Tod im Kinderheim: Die große Schuldfrage

von Redaktion

Hof/Wunsiedel – Der Tod der zehnjährigen Lena in einem Kinderheim im oberfränkischen Wunsiedel löste vergangenes Jahr große Bestürzung aus. Mitarbeiter hatten das Mädchen am Morgen des 4. April tot und halbnackt im Bett gefunden. Die Ermittlungen hatten ergeben, dass Lena vergewaltigt worden war. Angeklagt ist der 26-jährige Müllmann Daniel T. An der Tat beteiligt gewesen sein soll ein Elfjähriger, der jedoch strafunmündig ist. Die Ermittler gingen davon aus, dass er Lena getötet hatte. Vor dem Landgericht Hof schoben sich der Müllmann und der Elfjährige gestern gegenseitig die Schuld an Lenas Tod zu.

In Hand- und Fußfesseln wurde der kahlrasierte Daniel T. in den Schwurgerichtssaal geführt. Er gestand, wegen finanzieller Probleme fünfmal in Baucontainer und Wohnungen eingestiegen zu sein und Elektrogeräte gestohlen zu haben, bevor er am 3. April auf die Idee kam, auch in seinem früheren Heim nach Wertgegenständen zu suchen. In einem Zimmer im Erdgeschoss habe ihn dann der ElfJährige überrascht: „Ohne Angst sprach er mich an, ich sei doch der Müllmann“, schilderte Daniel T. Sofort habe er ihn in ein sexuelles Gespräch verwickelt und ihn animiert, ihm das Masturbieren beizubringen. Aus Furcht, sonst entdeckt zu werden, habe er das getan. Danach habe der Junge Lena dazugeholt, sie auf sein Bett gedrückt. Anschließend vergewaltigte T. das Mädchen mit seinem Finger. „Das Mädchen wehrte sich. Ich verließ das Haus schnell wieder über das Badezimmerfenster.“

Kurz danach soll der Elfjährige Lena im Rahmen eines Streits mit einem LED-Band erdrosselt haben. „Das habe ich zu keinem Zeitpunkt gewollt. Ich habe auch nicht gedacht, dass er das tun würde“, sagte Daniel T. gestern aus. Ganz anders schilderte das der Anwalt des Elfjährigen. Der Bub ist strafunmündig, aber Nebenkläger. Er gilt als Geschädigter, weil sich der Angeklagte vor ihm selbst befriedigt haben soll. „Der Junge hat in seinen Vernehmungen mehrfach zur Sprache gebracht, dass der Angeklagte ihn dazu gezwungen hat“, sagte der Anwalt. Allerdings hatte der Elfjährige bei der Polizei widersprüchliche Angaben gemacht. Die Staatsanwaltschaft hält seine Aussagen deshalb nicht für glaubwürdig. Darum ist das Tötungsdelikt im Prozess nun nicht Teil der Anklage.
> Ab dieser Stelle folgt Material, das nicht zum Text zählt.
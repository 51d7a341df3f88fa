// warden-core/src/application/gateway.rs

use std::collections::HashMap;
use std::sync::{Arc, Mutex as StdMutex, PoisonError};
use std::time::Duration;

use thiserror::Error;
use tokio::sync::{Mutex, Semaphore};
use tokio::time::{Instant, timeout_at};
use tracing::{debug, instrument, warn};

use crate::domain::governance::GovernanceSettings;
use crate::domain::query::{DataSource, Provider, RawResultSet};
use crate::ports::connector::{ConnectorFactory, ExecutionError, ProviderConnection};
use crate::ports::vault::SecretConfig;

#[derive(Debug, Clone, PartialEq)]
pub struct ExecutionOutcome {
    pub result: RawResultSet,
    pub elapsed_ms: u64,
}

/// A failed execution, with the time spent so the audit log can record it.
#[derive(Error, Debug, Clone, PartialEq)]
#[error("{error} (after {elapsed_ms} ms)")]
pub struct ExecutionFailure {
    pub error: ExecutionError,
    pub elapsed_ms: u64,
}

/// Connections of one data source. The semaphore bounds concurrent queries;
/// idle connections are handed out one query at a time.
struct SourcePool {
    permits: Arc<Semaphore>,
    idle: StdMutex<Vec<Arc<dyn ProviderConnection>>>,
}

impl SourcePool {
    fn new(max_concurrent: usize) -> Self {
        Self {
            permits: Arc::new(Semaphore::new(max_concurrent)),
            idle: StdMutex::new(Vec::new()),
        }
    }

    fn take_idle(&self) -> Option<Arc<dyn ProviderConnection>> {
        self.idle.lock().unwrap_or_else(PoisonError::into_inner).pop()
    }

    fn give_back(&self, connection: Arc<dyn ProviderConnection>) {
        self.idle
            .lock()
            .unwrap_or_else(PoisonError::into_inner)
            .push(connection);
    }

    fn idle_count(&self) -> usize {
        self.idle.lock().unwrap_or_else(PoisonError::into_inner).len()
    }
}

/// Data source ids are only unique within a tenant.
type PoolKey = (String, String);

fn pool_key(tenant_id: &str, source_id: &str) -> PoolKey {
    (tenant_id.to_string(), source_id.to_string())
}

/// Runs final, already governed SQL against a data source: pooled
/// connections, bounded concurrency, a hard timeout and a hard row cap.
pub struct ExecutionGateway {
    factories: HashMap<Provider, Arc<dyn ConnectorFactory>>,
    pools: Mutex<HashMap<PoolKey, Arc<SourcePool>>>,
    timeout: Duration,
    max_concurrent: usize,
}

impl ExecutionGateway {
    pub fn new(connectors: Vec<Arc<dyn ConnectorFactory>>, timeout: Duration, max_concurrent: usize) -> Self {
        let factories = connectors
            .into_iter()
            .map(|factory| (factory.provider(), factory))
            .collect();
        Self {
            factories,
            pools: Mutex::new(HashMap::new()),
            timeout,
            max_concurrent: max_concurrent.max(1),
        }
    }

    pub fn from_settings(settings: &GovernanceSettings, connectors: Vec<Arc<dyn ConnectorFactory>>) -> Self {
        Self::new(
            connectors,
            Duration::from_millis(settings.query_timeout_ms),
            settings.max_concurrent_queries_per_source,
        )
    }

    pub fn supports(&self, provider: Provider) -> bool {
        self.factories.contains_key(&provider)
    }

    /// Idle connections currently pooled for the tenant's `source_id`.
    pub async fn idle_connections(&self, tenant_id: &str, source_id: &str) -> usize {
        self.pools
            .lock()
            .await
            .get(&pool_key(tenant_id, source_id))
            .map_or(0, |pool| pool.idle_count())
    }

    /// Drops every pooled connection of the tenant's `source_id`.
    pub async fn evict(&self, tenant_id: &str, source_id: &str) {
        if self.pools.lock().await.remove(&pool_key(tenant_id, source_id)).is_some() {
            debug!(tenant_id, data_source_id = source_id, "Connection pool evicted");
        }
    }

    #[instrument(
        skip(self, source, config, sql),
        fields(tenant_id = %source.tenant_id, data_source_id = %source.id, provider = %source.provider, sql_len = sql.len())
    )]
    pub async fn execute(
        &self,
        source: &DataSource,
        config: &SecretConfig,
        sql: &str,
        max_rows: usize,
    ) -> Result<ExecutionOutcome, ExecutionFailure> {
        let started = Instant::now();
        let deadline = started + self.timeout;
        let fail = |error: ExecutionError| ExecutionFailure {
            error,
            elapsed_ms: millis(started.elapsed()),
        };
        let timed_out = || ExecutionError::Timeout {
            after_ms: millis(self.timeout),
        };

        let Some(factory) = self.factories.get(&source.provider) else {
            return Err(fail(ExecutionError::ConnectionError(format!(
                "no connector registered for provider {}",
                source.provider
            ))));
        };
        let pool = self.pool_for(source).await;

        // Waiting for a slot counts against the timeout.
        let _permit = match timeout_at(deadline, Arc::clone(&pool.permits).acquire_owned()).await {
            Ok(Ok(permit)) => permit,
            Ok(Err(_)) => return Err(fail(ExecutionError::ConnectionError("pool closed".into()))),
            Err(_) => {
                warn!("Timed out waiting for a connection slot");
                return Err(fail(timed_out()));
            }
        };

        let connection = match pool.take_idle() {
            Some(connection) => connection,
            None => match timeout_at(deadline, factory.connect(source, config)).await {
                Ok(Ok(connection)) => connection,
                Ok(Err(e)) => return Err(fail(e)),
                Err(_) => return Err(fail(timed_out())),
            },
        };

        match timeout_at(deadline, connection.query(sql, max_rows)).await {
            Ok(Ok(mut result)) => {
                pool.give_back(connection);
                // Never trust the provider (or the query's own LIMIT) with the cap.
                if result.rows.len() > max_rows {
                    result.rows.truncate(max_rows);
                    result.truncated = true;
                }
                result.row_count = result.rows.len();

                let elapsed_ms = millis(started.elapsed());
                debug!(rows = result.row_count, truncated = result.truncated, elapsed_ms, "Query executed");
                Ok(ExecutionOutcome { result, elapsed_ms })
            }
            Ok(Err(error)) => {
                warn!(kind = error.kind(), detail = %error, "Query failed");
                if matches!(error, ExecutionError::ConnectionError(_)) {
                    debug!("Dropping broken connection");
                } else {
                    pool.give_back(connection);
                }
                Err(fail(error))
            }
            Err(_) => {
                // The connection may still be busy; interrupt it and let it go.
                connection.cancel();
                warn!(timeout_ms = millis(self.timeout), "Query timed out and was cancelled");
                Err(fail(timed_out()))
            }
        }
    }

    async fn pool_for(&self, source: &DataSource) -> Arc<SourcePool> {
        let mut pools = self.pools.lock().await;
        let pool = pools
            .entry(pool_key(&source.tenant_id, &source.id))
            .or_insert_with(|| Arc::new(SourcePool::new(self.max_concurrent)));
        Arc::clone(pool)
    }
}

fn millis(duration: Duration) -> u64 {
    u64::try_from(duration.as_millis()).unwrap_or(u64::MAX)
}
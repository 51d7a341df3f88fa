// warden-core/src/ports/mod.rs

// Contracts the pipeline needs from the outside world: connections to the
// tenant databases, the catalog store and the credential vault.

pub mod connector;
pub mod storage;
pub mod vault;
// warden-core/src/domain/governance/lineage.rs
//
// Column rules are applied to result columns by name. A restricted column
// may therefore only reach the result under its own name: renames,
// expressions, positional renames and whole-row references are refused
// before the query runs.

use std::ops::Range;

use crate::domain::error::GuardError;
use crate::domain::governance::masking::rule_for;
use crate::domain::governance::rule::ColumnSecurityRule;
use crate::domain::tenancy::lexer::{Token, TokenKind};
use crate::domain::tenancy::structure::{Branch, BranchKind, QueryExpr, RelationKind, SelectBranch, TokenStream};

/// What one projection item contributes to the result.
#[derive(Debug, Clone, PartialEq, Eq)]
enum Output {
    /// Values of a restricted column, under that column's name.
    Restricted(String),
    Named(String),
    /// The engine picks the name.
    Anonymous,
    /// `*` / `q.*`: names only the engine knows.
    Star,
}

impl Output {
    fn name(&self) -> Option<&str> {
        match self {
            Self::Restricted(name) | Self::Named(name) => Some(name),
            Self::Anonymous | Self::Star => None,
        }
    }
}

fn refused(reason: impl Into<String>) -> GuardError {
    GuardError::RestrictedColumn(reason.into())
}

/// Proves that masking by result column name sees every restricted value.
#[derive(Debug, Clone, Default)]
pub struct ColumnLineage {
    restricted: Vec<String>,
}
Dennoch könnte Daniel T. für eine mögliche Beteiligung an Lenas Tod verurteilt werden. Mit Spannung wird die Aussage des Elfjährigen erwartet. Er wird unter Ausschluss der Öffentlichkeit aussagen.

Gestern schilderte eine Erzieherin, wie sie Lenas Leiche entdeckt hatte. „Sie lag im Zimmer eines Jungen auf dem Bauch auf dem Bett, obenrum bekleidet, unten nicht.“ Als sie merkte, dass das Mädchen eiskalt ist, rief sie den Notruf. Die Eltern von Lena nahmen nicht am ersten Prozesstag teil. Lenas Vater hofft, dass der Prozess auch Versäumnisse der Behörden aufklärt. „Mein Kind war in der Obhut der Behörden. Wo waren die Erzieher in dieser Nacht?“, fragt er.